● **Work task**:
Copy out every line of the data that follows, exactly.

---- Data to use

//! Database utilities and connection management

use sqlx::postgres::{PgConnectOptions, PgPool, PgPoolOptions};
use std::{str::FromStr, time::Duration};

/// Create a database connection pool
/// Note: Disables statement cache for PgBouncer compatibility
pub async fn create_pool(database_url: &str, max_connections: u32) -> Result<PgPool, sqlx::Error> {
    // PgBouncer in transaction mode doesn't support prepared statements
    let options = PgConnectOptions::from_str(database_url)?.statement_cache_capacity(0);

    PgPoolOptions::new()
        .max_connections(max_connections)
        .min_connections(0)
        .acquire_timeout(Duration::from_secs(30))
        .idle_timeout(Duration::from_secs(60))
        .max_lifetime(Duration::from_secs(300))
        .connect_with(options)
        .await
}

/// Run database migrations
pub async fn run_migrations(pool: &PgPool) -> Result<(), sqlx::migrate::MigrateError> {
    sqlx::migrate!("../../migrations").run(pool).await
}
//! Message history route
//!
//! Reconnecting clients reconcile through history rather than the live
//! channel; delivery over the socket is best-effort only.

use axum::{
    extract::{Query, State},
    Json,
};
use serde::{Deserialize, Serialize};
use uuid::Uuid;

use livedesk_shared::Message;

use crate::{
    error::{ApiError, ApiResult},
    state::AppState,
};

#[derive(Debug, Deserialize)]
pub struct ListMessagesQuery {
    pub chat_id: Uuid,
}

#[derive(Debug, Serialize)]
pub struct MessagesListResponse {
    pub messages: Vec<Message>,
}

/// Fetch all messages for a chat, timestamp ascending
pub async fn list_messages(
    State(state): State<AppState>,
    Query(query): Query<ListMessagesQuery>,
) -> ApiResult<Json<MessagesListResponse>> {
    // Unknown chats 404 rather than returning an empty transcript
    state
        .store
        .get_chat(query.chat_id)
        .await?
        .ok_or(ApiError::NotFound)?;

    let messages = state.store.list_messages(query.chat_id).await?;
    Ok(Json(MessagesListResponse { messages }))
}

--------

● **Solved problem**:
//! Database utilities and connection management

use sqlx::postgres::{PgConnectOptions, PgPool, PgPoolOptions};
use std::{str::FromStr, time::Duration};

/// Create a database connection pool
/// Note: Disables statement cache for PgBouncer compatibility
pub async fn create_pool(database_url: &str, max_connections: u32) -> Result<PgPool, sqlx::Error> {
    // PgBouncer in transaction mode doesn't support prepared statements
    let options = PgConnectOptions::from_str(database_url)?.statement_cache_capacity(0);

    PgPoolOptions::new()
        .max_connections(max_connections)
        .min_connections(0)
        .acquire_timeout(Duration::from_secs(30))
        .idle_timeout(Duration::from_secs(60))
        .max_lifetime(Duration::from_secs(300))
        .connect_with(options)
        .await
}

/// Run database migrations
pub async fn run_migrations(pool: &PgPool) -> Result<(), sqlx::migrate::MigrateError> {
    sqlx::migrate!("../../migrations").run(pool).await
}
//! Message history route
//!
//! Reconnecting clients reconcile through history rather than the live
//! channel; delivery over the socket is best-effort only.

use axum::{
    extract::{Query, State},
    Json,
};
use serde::{Deserialize, Serialize};
use uuid::Uuid;

use livedesk_shared::Message;

use crate::{
    error::{ApiError, ApiResult},
    state::AppState,
};

#[derive(Debug, Deserialize)]
pub struct ListMessagesQuery {
    pub chat_id: Uuid,
}

#[derive(Debug, Serialize)]
pub struct MessagesListResponse {
    pub messages: Vec<Message>,
}

/// Fetch all messages for a chat, timestamp ascending
pub async fn list_messages(
    State(state): State<AppState>,
    Query(query): Query<ListMessagesQuery>,
) -> ApiResult<Json<MessagesListResponse>> {
    // Unknown chats 404 rather than returning an empty transcript
    state
        .store
        .get_chat(query.chat_id)
        .await?
        .ok_or(ApiError::NotFound)?;

    let messages = state.store.list_messages(query.chat_id).await?;
    Ok(Json(MessagesListResponse { messages }))
}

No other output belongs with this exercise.